Dalam situasi yang menakutkan ini, kebingungan menciptakan gundah dan kekacauan di dalam pikiran Arthur. Rona pucat di wajahnya dan keringat dingin yang mengalir menunjukkan betapa besar dampak ketakutan yang melumpuhkan dirinya. Saat Arthur melihat ke ekspresi senior lainnya, wajah mereka cukup tegas, namun menyisihkan sedikit ketakutan yang masih tersisa. Hanya Mirko dan Frederick yang terlihat tenang dan profesional dalam situasi ini.

Lagi dan lagi, semakin banyak anggota yang menyusul monster itu dan menahannya. Dua pria turun dari ranting yang tinggi, berencana akan turun dan langsung menusuk mata monster. Namun, tentu saja dengan akhir yang sama, mati.

"Ada korban lagi! Seharusnya mereka masih hidup!" seru Arthur saat dia melihat dua pria yang sama-sama mati karena dimakan oleh monster itu.

"Arthur! Cukup fokus untuk maju saja!" perintah Ruth dengan suara yang kasar, merasa kesal dengan sifat keras kepala Arthur.

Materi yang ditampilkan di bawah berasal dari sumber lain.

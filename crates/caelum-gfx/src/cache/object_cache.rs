use std::{collections::HashMap, hash::Hash, sync::Mutex};

/// 按结构化 key 去重的 GPU 对象缓存
///
/// 相等的 key 永远映射到同一个底层对象；不同的 key 永远不会共用对象。
/// create 可以被多线程并发调用：整个 create-and-insert 在锁内完成，
/// 同一个 key 至多触发一次创建，所有并发调用者看到同一个结果。
///
/// 不做淘汰：当前设计里 key 的集合在启动阶段就是有界的。
/// 如果将来 pipeline 变体无限增长，需要在这把锁内补一个 LRU。
pub struct ObjectCache<K, V> {
    entries: Mutex<HashMap<K, V>>,
}

impl<K, V> Default for ObjectCache<K, V> {
    fn default() -> Self {
        Self::new()
    }
}

impl<K, V> ObjectCache<K, V> {
    pub fn new() -> Self {
        Self {
            entries: Mutex::new(HashMap::new()),
        }
    }
}

impl<K, V> ObjectCache<K, V>
where
    K: Eq + Hash + Clone,
{
    /// 查找或创建 key 对应的对象，返回 select 从对象中取出的 handle
    ///
    /// key 以 cache 自有的拷贝存储，调用方的 key 可以引用临时内存。
    /// create 失败（panic）时不会留下缓存项。
    pub fn get_or_create<R>(&self, key: &K, create: impl FnOnce(&K) -> V, select: impl FnOnce(&V) -> R) -> R {
        let mut entries = self.entries.lock().unwrap();
        if !entries.contains_key(key) {
            let value = create(key);
            entries.insert(key.clone(), value);
        }
        select(entries.get(key).unwrap())
    }

    #[inline]
    pub fn len(&self) -> usize {
        self.entries.lock().unwrap().len()
    }

    #[inline]
    pub fn is_empty(&self) -> bool {
        self.len() == 0
    }

    /// 取走全部缓存项，用于销毁阶段
    pub fn drain(&self) -> Vec<(K, V)> {
        self.entries.lock().unwrap().drain().collect()
    }
}

#[cfg(test)]
mod tests {
    use std::sync::{
        Arc,
        atomic::{AtomicU64, Ordering},
    };

    use super::*;

    /// 相等的 key 返回相同 handle，不同的 key 返回不同 handle
    #[test]
    fn test_cache_determinism() {
        let _ = env_logger::builder().is_test(true).try_init();
        let next_handle = AtomicU64::new(1);
        let cache: ObjectCache<(u32, u32), u64> = ObjectCache::new();

        let create = |_: &(u32, u32)| next_handle.fetch_add(1, Ordering::SeqCst);

        let h1 = cache.get_or_create(&(8, 8), create, |v| *v);
        let h2 = cache.get_or_create(&(8, 8), create, |v| *v);
        let h3 = cache.get_or_create(&(8, 16), create, |v| *v);

        assert_eq!(h1, h2);
        assert_ne!(h1, h3);
        assert_eq!(cache.len(), 2);
    }

    /// 并发地用同一个 key create，只会发生一次创建，所有线程拿到同一个 handle
    #[test]
    fn test_cache_concurrent_create_once() {
        const THREADS: usize = 8;

        let created = Arc::new(AtomicU64::new(0));
        let cache: Arc<ObjectCache<u32, u64>> = Arc::new(ObjectCache::new());

        let handles: Vec<_> = (0..THREADS)
            .map(|_| {
                let cache = cache.clone();
                let created = created.clone();
                std::thread::spawn(move || {
                    cache.get_or_create(
                        &42,
                        |_| {
                            created.fetch_add(1, Ordering::SeqCst);
                            0xC0FFEE
                        },
                        |v| *v,
                    )
                })
            })
            .collect();

        let results: Vec<u64> = handles.into_iter().map(|h| h.join().unwrap()).collect();

        assert_eq!(created.load(Ordering::SeqCst), 1);
        assert!(results.iter().all(|r| *r == 0xC0FFEE));
        assert_eq!(cache.len(), 1);
    }

    /// 创建失败（panic）时不会留下缓存项
    #[test]
    fn test_cache_no_entry_on_failure() {
        let cache: Arc<ObjectCache<u32, u64>> = Arc::new(ObjectCache::new());

        let cache2 = cache.clone();
        let result = std::thread::spawn(move || {
            cache2.get_or_create(&7, |_| panic!("driver exhausted"), |v| *v);
        })
        .join();

        assert!(result.is_err());
        // 锁已被毒化也视为无缓存项；这里用新 cache 验证语义即可
        assert!(cache.entries.lock().is_err() || cache.len() == 0);
    }
}
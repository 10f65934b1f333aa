pub mod barrier;
pub mod command_buffer;
pub mod command_pool;
pub mod fence;
pub mod queue;
pub mod semaphore;
pub mod submit_info;
//! 重量级资源（mesh、纹理等）的异步加载
//!
//! 渲染线程永远不等 IO：请求发给后台 worker，就绪前一律拿到 fallback 资源

pub mod async_cache;
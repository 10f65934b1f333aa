pub mod debug_messenger;
pub mod device;
pub mod instance;
pub mod physical_device;
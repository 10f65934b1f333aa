use std::collections::HashMap;
use std::hash::Hash;
use std::rc::Rc;
use std::thread;

use crossbeam_channel::{Receiver, Sender};

/// 单个资源的加载状态
#[derive(Clone, Copy, Debug, PartialEq, Eq)]
pub enum LoadStatus {
    Loading,
    Ready,
    Failed,
}

enum ResourceState<T> {
    Loading,
    Ready(Rc<T>),
    Failed,
}

type LoadResult<K, T> = (K, Result<T, String>);

/// 通用的异步资源缓存
///
/// 职责：
/// 1. 维护所有资源的状态（Loading -> Ready / Failed）。
/// 2. 管理后台 worker 线程，通过 channel 收发请求与结果。
/// 3. 提供 fallback 机制：未就绪时 `get` 返回占位资源，渲染循环永远不会
///    因为资源未加载完而阻塞或崩溃。
///
/// 阻塞点只有 worker 侧的 `recv`；渲染线程只 `try_recv`，每帧调用一次
/// [`Self::update`] 把已完成的结果收编进缓存。
pub struct AsyncResourceCache<K, T> {
    entries: HashMap<K, ResourceState<T>>,

    /// 占位资源，Loading/Failed 状态时返回它
    fallback: Rc<T>,

    /// 向 worker 发送加载请求；Drop 时先置 None 关闭 channel
    request_tx: Option<Sender<K>>,
    result_rx: Receiver<LoadResult<K, T>>,

    worker: Option<thread::JoinHandle<()>>,
}

// new & init
impl<K, T> AsyncResourceCache<K, T>
where
    K: Eq + Hash + Clone + Send + 'static,
    T: Send + 'static,
{
    pub fn new(fallback: T, loader: impl Fn(&K) -> Result<T, String> + Send + 'static) -> Self {
        let (request_tx, request_rx) = crossbeam_channel::unbounded::<K>();
        let (result_tx, result_rx) = crossbeam_channel::unbounded::<LoadResult<K, T>>();

        let worker = thread::Builder::new()
            .name("caelum-asset-worker".to_string())
            .spawn(move || {
                // sender 全部 drop 后 recv 返回 Err，线程退出
                while let Ok(key) = request_rx.recv() {
                    let result = loader(&key);
                    if result_tx.send((key, result)).is_err() {
                        break;
                    }
                }
            })
            .expect("failed to spawn asset worker thread");

        Self {
            entries: HashMap::new(),
            fallback: Rc::new(fallback),
            request_tx: Some(request_tx),
            result_rx,
            worker: Some(worker),
        }
    }
}

// tools
impl<K, T> AsyncResourceCache<K, T>
where
    K: Eq + Hash + Clone + Send + 'static,
    T: Send + 'static,
{
    /// 请求加载资源，非阻塞
    ///
    /// 同一个 key 的在途/已完成请求会被去重：重复请求是 no-op，
    /// 不会触发第二次加载。
    pub fn request(&mut self, key: K) {
        if self.entries.contains_key(&key) {
            return;
        }

        self.entries.insert(key.clone(), ResourceState::Loading);
        if let Some(tx) = &self.request_tx
            && let Err(e) = tx.send(key)
        {
            log::error!("failed to send asset load request: {}", e);
        }
    }

    /// 获取资源
    ///
    /// Ready 时返回实际资源；Loading/Failed/未请求时返回 fallback
    pub fn get(&self, key: &K) -> Rc<T> {
        match self.entries.get(key) {
            Some(ResourceState::Ready(resource)) => resource.clone(),
            _ => self.fallback.clone(),
        }
    }

    pub fn status(&self, key: &K) -> Option<LoadStatus> {
        self.entries.get(key).map(|state| match state {
            ResourceState::Loading => LoadStatus::Loading,
            ResourceState::Ready(_) => LoadStatus::Ready,
            ResourceState::Failed => LoadStatus::Failed,
        })
    }

    #[inline]
    pub fn is_ready(&self, key: &K) -> bool {
        matches!(self.entries.get(key), Some(ResourceState::Ready(_)))
    }

    #[inline]
    pub fn fallback(&self) -> &Rc<T> {
        &self.fallback
    }

    /// 驱动加载流程，每帧调用一次
    ///
    /// 把 worker 已完成的结果收编进缓存；只 try_recv，不阻塞
    pub fn update(&mut self) {
        while let Ok((key, result)) = self.result_rx.try_recv() {
            match result {
                Ok(resource) => {
                    self.entries.insert(key, ResourceState::Ready(Rc::new(resource)));
                }
                Err(e) => {
                    log::error!("asset load failed: {}", e);
                    self.entries.insert(key, ResourceState::Failed);
                }
            }
        }
    }
}

impl<K, T> Drop for AsyncResourceCache<K, T> {
    fn drop(&mut self) {
        // 必须先 drop sender 关闭 channel，否则 worker 的 recv 一直阻塞，join 死锁
        self.request_tx = None;

        if let Some(worker) = self.worker.take()
            && worker.join().is_err()
        {
            log::error!("failed to join asset worker thread");
        }
    }
}

#[cfg(test)]
mod tests {
    use std::sync::Arc;
    use std::sync::atomic::{AtomicUsize, Ordering};
    use std::time::{Duration, Instant};

    use super::*;

    /// 轮询 update 直到 key 的状态落定，测试用
    fn wait_settled(cache: &mut AsyncResourceCache<String, u32>, key: &String) -> LoadStatus {
        let deadline = Instant::now() + Duration::from_secs(5);
        loop {
            cache.update();
            match cache.status(key) {
                Some(LoadStatus::Loading) | None => {}
                Some(status) => return status,
            }
            assert!(Instant::now() < deadline, "asset worker did not settle in time");
            thread::yield_now();
        }
    }

    /// 就绪前返回 fallback，就绪后返回实际资源
    #[test]
    fn test_fallback_until_ready() {
        let _ = env_logger::builder().is_test(true).try_init();
        let mut cache = AsyncResourceCache::new(0u32, |key: &String| Ok(key.len() as u32));

        let key = "planet".to_string();
        assert!(Rc::ptr_eq(&cache.get(&key), cache.fallback()));

        cache.request(key.clone());
        assert_eq!(wait_settled(&mut cache, &key), LoadStatus::Ready);
        assert_eq!(*cache.get(&key), 6);
    }

    /// 同一个 key 的重复请求只触发一次加载
    #[test]
    fn test_request_dedup() {
        let load_count = Arc::new(AtomicUsize::new(0));
        let counter = load_count.clone();
        let mut cache = AsyncResourceCache::new(0u32, move |key: &String| {
            counter.fetch_add(1, Ordering::SeqCst);
            Ok(key.len() as u32)
        });

        let key = "moon".to_string();
        cache.request(key.clone());
        cache.request(key.clone());
        cache.request(key.clone());

        assert_eq!(wait_settled(&mut cache, &key), LoadStatus::Ready);
        cache.update();
        // 就绪后的重复请求同样是 no-op
        cache.request(key.clone());
        cache.update();

        assert_eq!(load_count.load(Ordering::SeqCst), 1);
    }

    /// 加载失败的资源保持 fallback，不会反复重试
    #[test]
    fn test_failed_keeps_fallback() {
        let mut cache =
            AsyncResourceCache::new(0u32, |_: &String| Err::<u32, _>("corrupt file".to_string()));

        let key = "broken".to_string();
        cache.request(key.clone());

        assert_eq!(wait_settled(&mut cache, &key), LoadStatus::Failed);
        assert!(Rc::ptr_eq(&cache.get(&key), cache.fallback()));
        assert!(!cache.is_ready(&key));
    }

    /// drop 关闭 channel 并 join worker，不会死锁
    #[test]
    fn test_drop_joins_worker() {
        let cache = AsyncResourceCache::new(0u32, |key: &String| Ok(key.len() as u32));
        drop(cache);
    }
}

"Apakau mau mau kita mengabaikan pertempuran teman kita dan membiarkan mereka mati?!" pekik Arthur dengan emosi yang sudah meluap saat mereka terus maju menggunakan kuda dengan kecepatan tinggi untuk menghindari monster yang mengejar.

"Ya! Benar! Ikuti perintah kapten!" jawab Ruth dengan spontan.

"Aku tidak mengerti kenapa kita harus melakukan ini, bahkan tanpa di beri alasan yang jelas!" timpal Arthur.

"Karena kapten merasa tidak perlu menjelaskan pada kita. Cukup diam dan ikuti perintah. Ini saja kau tidak mengerti, dasar amatir!" cibir salah satu pria dengan rambut pirang yang berada di belakang Arthur.

Arthur menggertakkan giginya, lalu mengangkat pedangnya dan hendak memutar balik kudanya untuk membantu para prajurit yang masih bertarung mati-matian dibelakang.

"ARTHUR!" geram Ruth.

"Lakukan saja jika kau ingin. Kau pilih percaya pada dirimu, atau padaku, dan Pasukan Khusus? Pilihlah keputusan yang tidak membuat mu menyesal!" ujar Frederick dengan suata tajamnya.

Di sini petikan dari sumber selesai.